DATA LISTING Start Marker

mod chat;
mod config;
mod db;
mod directory;
mod errors;
mod identity;
mod matching;
mod models;
mod routes;
mod state;
mod store;

use anyhow::Result;
use std::net::SocketAddr;
use tower_http::{cors::CorsLayer, trace::TraceLayer};
use tracing::info;
use tracing_subscriber::{layer::SubscriberExt, util::SubscriberInitExt, EnvFilter};

use std::sync::Arc;

use crate::chat::hub::ConversationHub;
use crate::config::Config;
use crate::db::{create_pool, run_migrations};
use crate::matching::scoring::WeightedSkillScorer;
use crate::routes::build_router;
use crate::state::AppState;
use crate::store::postgres::spawn_notification_relay;
use crate::store::PgStore;

#[tokio::main]
async fn main() -> Result<()> {
    // Load configuration first (fails on missing required env vars)
    let config = Config::from_env()?;

    // Initialize structured logging
    tracing_subscriber::registry()
        .with(EnvFilter::try_from_default_env().unwrap_or_else(|_| {
            EnvFilter::new(format!(
                "{}={}",
                env!("CARGO_PKG_NAME").replace('-', "_"),
                &config.rust_log
            ))
        }))
        .with(tracing_subscriber::fmt::layer())
        .init();

    info!("Starting Match API v{}", env!("CARGO_PKG_VERSION"));

    // Initialize PostgreSQL
    let db = create_pool(&config.database_url, config.db_max_connections).await?;
    run_migrations(&db).await?;
    let store = Arc::new(PgStore::new(db.clone()));

    // Live delivery: local hub, fed by other replicas through LISTEN/NOTIFY
    let hub = Arc::new(ConversationHub::new(config.subscription_buffer));
    spawn_notification_relay(&db, Arc::clone(&hub)).await?;

    let state = AppState {
        directory: store.clone(),
        chat: store,
        hub,
        scorer: Arc::new(WeightedSkillScorer),
        config: config.clone(),
    };

    // Build router
    let app = build_router(state)
        .layer(TraceLayer::new_for_http())
        .layer(CorsLayer::permissive());

    let addr: SocketAddr = format!("0.0.0.0:{}", config.port).parse()?;
    info!("Listening on {addr}");

    let listener = tokio::net::TcpListener::bind(addr).await?;
    axum::serve(listener, app).await?;

    Ok(())
}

DATA LISTING End Marker

### TASK STATEMENT
Working from the listing above, pick out every line that has "with" and copy it.

### RESULT OF THE EXERCISE
        .with(EnvFilter::try_from_default_env().unwrap_or_else(|_| {
        .with(tracing_subscriber::fmt::layer())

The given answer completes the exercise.